Computing In Context: Is It Better To Be Connected?

“There is a huge need and a huge opportunity to get everyone in the world connected, to give everyone a voice and to help transform…

“There is a huge need and a huge opportunity to get everyone in the world connected, to give everyone a voice and to help transform society for the future. The scale of the technology and infrastructure that must be built is unprecedented, and we believe this is the most important problem we can focus on.” — Mark Zuckerberg

Zuckerberg’s core idea here, that everyone should be connected, is an interesting one to unpack. Obviously, the immediate normative assumption here is that “connection”, writ large, is good, and the more of it there is, the better. This includes a couple other assumptions: that the interactions that social media and technology produce are synonymous with connection, and that the methods of connecting Facebook is building achieve the goal of “giving everyone a voice”.

I’m not necessarily opposed to connection, although I’d like a clear definition of it before I commit — somebody could punch me and connect with my face, but I probably wouldn’t be happy about it. But let’s give Zuck the benefit of the doubt and take a definition of connection in terms of Facebook’s functionality: the ability to digitally send messages and interact with the curated digital lives of other people. This isn’t necessarily a bad thing, but what troubles me is the idea that “everyone” should be connected. When you have a world full of different cultures, value sets, and base assumptions about reality, maybe it’s not for the best for everyone to be connected. Instead of “leading to a better understanding of the lives and perspectives of others”, doesn’t it provide an easy avenue for conflict, for solidifying existing prejudices and hatreds? Is this the connection we want with each other?
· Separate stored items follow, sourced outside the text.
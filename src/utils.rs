//! Utilities for implementers of collections atop raw storage.

mod allocator;
mod error;
mod raw_storage;

pub use error::AllocError;
pub use raw_storage::RawStorage;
This is especially troubling given the disparate means of communication given to people. If Bengali speakers don’t have access to their whole alphabet, how can one expect them to be able to build an understanding of any value, no matter how connected they are? If disabled users have an experience more limited than abled ones, can they connect over a shared platform in meaningful ways? If the means of connection inherently privilege one form of communication over another, are they “giving everyone a voice”?

More than this, if the goal of this connection is to “help transform society for the future”, is this model the best way to do so? As Jo Freeman points out in The Tyranny of Structurelessness, an unstructured hierarchical model, like Facebook or Twitter, is often counterproductive to achieving a positive goal, especially when the group is as large as “everyone on the fucking internet”. Without organizational structure, the connection and communication Zuck believes in dissolve into a directionless morass. Almost no one can be heard over the din, and they’re left with “no place to go…[and] no way of getting there.” Those voices who emerge rarely represent more than a group of informal elites, one of many vying for status in a social media context.
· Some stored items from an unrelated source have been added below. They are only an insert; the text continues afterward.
//  See `RawStorage`.

use core::{
    fmt,
    mem::{self, MaybeUninit},
    ptr::NonNull,
};

use crate::utils::{AllocError, allocator};

/// An owned block of uninitialized memory, sized for a fixed number of slots of `T`.
///
/// `RawStorage` is concerned with memory, not elements: it never reads, writes, constructs, or drops a `T`. Keeping
/// track of which slots hold a live element is the responsibility of its user.
///
/// The capacity of an instance is fixed for its lifetime; it may only change by exchanging the block with another
/// instance, through `swap` or `take`. Copying a block of possibly uninitialized memory has no meaning, hence
/// `RawStorage` is not `Clone`.
pub struct RawStorage<T> {
    //  Safety Invariants:
    //  -   Aligned: `ptr` is always non-null, and suitably aligned for `T`.
    //  -   Zero-Sized: if `array_layout::<T>(capacity)` has a size of 0, `ptr` is dangling.
    //  -   Self-Allocated: otherwise, `ptr` was allocated by `allocator::allocate(array_layout::<T>(capacity))`.
    ptr: NonNull<T>,
    capacity: usize,
}

//
//  Creation
//

impl<T> RawStorage<T> {
    /// Returns a new, empty, instance.
    ///
    /// Does not allocate.
    pub const fn new() -> Self {
        //  Safety Invariant:
        //  -   Zero-Sized: an array of 0 slots has a size of 0, and `ptr` is dangling.
        Self {
            ptr: NonNull::dangling(),
            capacity: 0,
        }
    }

    /// Returns a new instance, with room for exactly `capacity` slots.
    ///
    /// All slots are uninitialized. Does not allocate if `capacity` is 0, or `T` is zero-sized.
    ///
    /// #   Errors
    ///
    /// Returns an error if the layout of `capacity` slots overflows, or if the memory cannot be allocated. Nothing is
    /// leaked in either case.
    pub fn try_with_capacity(capacity: usize) -> Result<Self, AllocError> {
        let layout = allocator::array_layout::<T>(capacity)?;

        if layout.size() == 0 {
            //  Safety Invariant:
            //  -   Zero-Sized: `ptr` is dangling.
            return Ok(Self {
                ptr: NonNull::dangling(),
                capacity,
            });
        }

        //  Safety:
        //  -   Non-Zero: `layout` has a non-zero size, as checked above.
        let ptr = unsafe { allocator::allocate(layout)? };

        //  Safety Invariant:
        //  -   Aligned: `layout` is aligned for `T`, hence so is `ptr`.
        //  -   Self-Allocated: `ptr` was just allocated with `array_layout::<T>(capacity)`.
        Ok(Self {
            ptr: ptr.cast(),
            capacity,
        })
    }

    /// Returns a new instance, with room for exactly `capacity` slots.
    ///
    /// #   Panics
    ///
    /// If the layout of `capacity` slots overflows. Invokes the allocation error handler if the memory cannot be
    /// allocated.
    #[track_caller]
    pub fn with_capacity(capacity: usize) -> Self {
        Self::try_with_capacity(capacity).unwrap_or_else(|error| error.handle())
    }
}

//
//  Observers
//

impl<T> RawStorage<T> {
    /// Returns the number of slots.
    #[inline]
    pub const fn capacity(&self) -> usize {
        self.capacity
    }

    /// Returns whether there is no slot at all.
    #[inline]
    pub const fn is_empty(&self) -> bool {
        self.capacity == 0
    }

    /// Returns the address of the first slot.
    ///
    /// The pointer is dangling if there is no slot.
    #[inline]
    pub const fn as_ptr(&self) -> *const T {
        self.ptr.as_ptr()
    }

    /// Returns the address of the first slot.
    ///
    /// The pointer is dangling if there is no slot.
    #[inline]
    pub const fn as_mut_ptr(&mut self) -> *mut T {
        self.ptr.as_ptr()
    }
}

//
//  Slot access
//

impl<T> RawStorage<T> {
    /// Returns the address of the slot at `offset`.
    ///
    /// `offset` may be equal to the capacity, in which case the one-past-the-end address is returned. Such an address
    /// may be compared, or used for pointer arithmetic, but never read from nor written to.
    ///
    /// #   Panics
    ///
    /// If `offset` is strictly greater than the capacity.
    #[inline]
    #[track_caller]
    pub fn address_at(&self, offset: usize) -> *const T {
        assert!(offset <= self.capacity, "{offset} > {}", self.capacity);

        //  Safety:
        //  -   `offset` is within the allocation, or one past its end, as checked above.
        unsafe { self.ptr.as_ptr().add(offset) }
    }

    /// Returns the address of the slot at `offset`.
    ///
    /// See `address_at`.
    ///
    /// #   Panics
    ///
    /// If `offset` is strictly greater than the capacity.
    #[inline]
    #[track_caller]
    pub fn address_at_mut(&mut self, offset: usize) -> *mut T {
        assert!(offset <= self.capacity, "{offset} > {}", self.capacity);

        //  Safety:
        //  -   `offset` is within the allocation, or one past its end, as checked above.
        unsafe { self.ptr.as_ptr().add(offset) }
    }

    /// Returns the address of the slot at `offset`, without bounds checking.
    ///
    /// #   Safety
    ///
    /// -   Bounded: `offset` must be less than or equal to the capacity.
    #[inline]
    pub unsafe fn address_at_unchecked(&self, offset: usize) -> *const T {
        debug_assert!(offset <= self.capacity, "{offset} > {}", self.capacity);

        //  Safety:
        //  -   `offset` is within the allocation, or one past its end, as per Bounded pre-condition.
        unsafe { self.ptr.as_ptr().add(offset) }
    }

    /// Returns the address of the slot at `offset`, without bounds checking.
    ///
    /// #   Safety
    ///
    /// -   Bounded: `offset` must be less than or equal to the capacity.
    #[inline]
    pub unsafe fn address_at_unchecked_mut(&mut self, offset: usize) -> *mut T {
        debug_assert!(offset <= self.capacity, "{offset} > {}", self.capacity);

        //  Safety:
        //  -   `offset` is within the allocation, or one past its end, as per Bounded pre-condition.
        unsafe { self.ptr.as_ptr().add(offset) }
    }

    /// Returns a reference to the slot at `index`.
    ///
    /// #   Panics
    ///
    /// If `index` is greater than or equal to the capacity.
    #[inline]
    #[track_caller]
    pub fn slot(&self, index: usize) -> &MaybeUninit<T> {
        assert!(index < self.capacity, "{index} >= {}", self.capacity);

        //  Safety:
        //  -   `index` is in bounds, as checked above.
        //  -   `MaybeUninit<T>` has the same layout as `T`, and requires no initialization.
        //  -   The borrow of `self` guarantees no mutable borrow of the slot is accessible.
        unsafe { &*self.address_at_unchecked(index).cast::<MaybeUninit<T>>() }
    }

    /// Returns a mutable reference to the slot at `index`.
    ///
    /// Writing to the slot does not drop its previous content, if any.
    ///
    /// #   Panics
    ///
    /// If `index` is greater than or equal to the capacity.
    #[inline]
    #[track_caller]
    pub fn slot_mut(&mut self, index: usize) -> &mut MaybeUninit<T> {
        assert!(index < self.capacity, "{index} >= {}", self.capacity);

        //  Safety:
        //  -   `index` is in bounds, as checked above.
        //  -   `MaybeUninit<T>` has the same layout as `T`, and requires no initialization.
        //  -   The mutable borrow of `self` guarantees no other borrow of the slot is accessible.
        unsafe { &mut *self.address_at_unchecked_mut(index).cast::<MaybeUninit<T>>() }
    }
}

//
//  Ownership transfer
//

impl<T> RawStorage<T> {
    /// Exchanges the blocks, and capacities, of `self` and `other`.
    ///
    /// The content of the slots is not touched.
    #[inline]
    pub fn swap(&mut self, other: &mut Self) {
        mem::swap(self, other);
    }

    /// Takes the block out of `self`, leaving it empty.
    #[inline]
    pub fn take(&mut self) -> Self {
        mem::take(self)
    }
}

//
//  Common traits
//

impl<T> Default for RawStorage<T> {
    fn default() -> Self {
        Self::new()
    }
}

impl<T> Drop for RawStorage<T> {
    fn drop(&mut self) {
        //  #   Safety
        //
        //  -   Self-Allocated: `ptr` was allocated by `allocator::allocate(array_layout::<T>(capacity))`.
        #[inline(never)]
        unsafe fn do_deallocate<T>(ptr: NonNull<T>, capacity: usize) {
            let layout = allocator::array_layout::<T>(capacity);

            #[cfg(debug_assertions)]
            let layout = layout.expect("valid layout");

            //  Safety:
            //  -   Valid since `ptr` was allocated with this very layout, as per Self-Allocated pre-condition, which
            //      cannot succeed without `array_layout`, a pure function, succeeding.
            #[cfg(not(debug_assertions))]
            let layout = unsafe { layout.unwrap_unchecked() };

            //  Safety:
            //  -   Liveness: `ptr` is still allocated, as per Self-Allocated pre-condition.
            //  -   Selfness: `ptr` was returned by `allocate`, as per Self-Allocated pre-condition.
            //  -   Layout: `layout` is the layout passed to `allocate`, as per Self-Allocated pre-condition.
            unsafe { allocator::deallocate(ptr.cast(), layout) }
        }

        if self.capacity == 0 || mem::size_of::<T>() == 0 {
            return;
        }

        //  Safety:
        //  -   Self-Allocated: a non-zero number of non zero-sized slots implies a non-zero size, hence `ptr` was
        //      allocated, as per Safety Invariants.
        unsafe { do_deallocate(self.ptr, self.capacity) };
    }
}

impl<T> fmt::Debug for RawStorage<T> {
    fn fmt(&self, f: &mut fmt::Formatter<'_>) -> Result<(), fmt::Error> {
        f.debug_struct("RawStorage")
            .field("capacity", &self.capacity)
            .finish_non_exhaustive()
    }
}

//  Safety:
//  -   Just like a `Box<[MaybeUninit<T>]>`.
unsafe impl<T> Send for RawStorage<T> where T: Send {}

unsafe impl<T> Sync for RawStorage<T> where T: Sync {}

#[cfg(test)]
mod tests {
    use super::*;

    #[test]
    fn empty() {
        let storage = RawStorage::<u64>::new();

        assert_eq!(0, storage.capacity());
        assert!(storage.is_empty());
        assert_eq!(storage.as_ptr(), storage.address_at(0));
    }

    #[test]
    fn with_capacity_zero() {
        let storage = RawStorage::<String>::with_capacity(0);

        assert_eq!(0, storage.capacity());
        assert!(storage.is_empty());
    }

    #[test]
    fn with_capacity() {
        let storage = RawStorage::<u64>::with_capacity(4);

        assert_eq!(4, storage.capacity());
        assert!(!storage.is_empty());
        assert_eq!(0, storage.as_ptr() as usize % mem::align_of::<u64>());
    }

    #[test]
    fn with_capacity_overflow() {
        let result = RawStorage::<u64>::try_with_capacity(usize::MAX);

        assert_eq!(Some(AllocError::CapacityOverflow), result.err());
    }

    #[test]
    fn zero_sized() {
        let storage = RawStorage::<()>::with_capacity(usize::MAX);

        assert_eq!(usize::MAX, storage.capacity());
    }

    #[test]
    fn address_at_end() {
        let storage = RawStorage::<u32>::with_capacity(3);

        let first = storage.address_at(0) as usize;
        let end = storage.address_at(3) as usize;

        assert_eq!(3 * mem::size_of::<u32>(), end - first);
    }

    #[test]
    #[should_panic]
    fn address_at_beyond_end() {
        let storage = RawStorage::<u32>::with_capacity(3);

        storage.address_at(4);
    }

    #[test]
    fn slot_write_read() {
        let mut storage = RawStorage::<u32>::with_capacity(3);

        storage.slot_mut(2).write(42);

        //  Safety:
        //  -   Slot 2 was just initialized.
        assert_eq!(42, unsafe { storage.slot(2).assume_init_read() });
    }

    #[test]
    fn address_at_unchecked_write_read() {
        let mut storage = RawStorage::<String>::with_capacity(2);

        //  Safety:
        //  -   Slot 1 is in bounds, and uninitialized.
        unsafe { storage.address_at_unchecked_mut(1).write(String::from("slot")) };

        assert_eq!(storage.address_at(1), unsafe { storage.address_at_unchecked(1) });

        //  Safety:
        //  -   Slot 1 was just initialized, and is read exactly once.
        let element = unsafe { storage.address_at_unchecked(1).read() };

        assert_eq!("slot", element);
    }

    #[test]
    #[should_panic]
    fn slot_at_capacity() {
        let storage = RawStorage::<u32>::with_capacity(3);

        storage.slot(3);
    }

    #[test]
    fn swap() {
        let mut left = RawStorage::<u32>::with_capacity(3);
        let mut right = RawStorage::<u32>::new();

        let address = left.as_ptr();

        left.swap(&mut right);

        assert_eq!(0, left.capacity());
        assert_eq!(3, right.capacity());
        assert_eq!(address, right.as_ptr());
    }

    #[test]
    fn take() {
        let mut storage = RawStorage::<u32>::with_capacity(3);

        let address = storage.as_ptr();

        let taken = storage.take();

        assert_eq!(0, storage.capacity());
        assert_eq!(3, taken.capacity());
        assert_eq!(address, taken.as_ptr());
    }

    #[test]
    fn debug() {
        let storage = RawStorage::<u32>::with_capacity(3);

        assert_eq!("RawStorage { capacity: 3, .. }", format!("{storage:?}"));
    }
} // mod tests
Perhaps a model that would resolve some of these issues would prioritize connections at smaller scale, creating unstructured groups organized towards a specific goal, and for larger models of connection emphasize the importance of structure. The former has already started to happen — as Facebook and Twitter (rightfully) become reviled as discursive cesspools, people are beginning to retreat to group messages. This small-scale, small-group connection seems much more valuable and effective to me. The question, then, is how do we engage in larger-scale connection? What voices have to be privileged, if we require an organizational structure? Should we be trying to at all?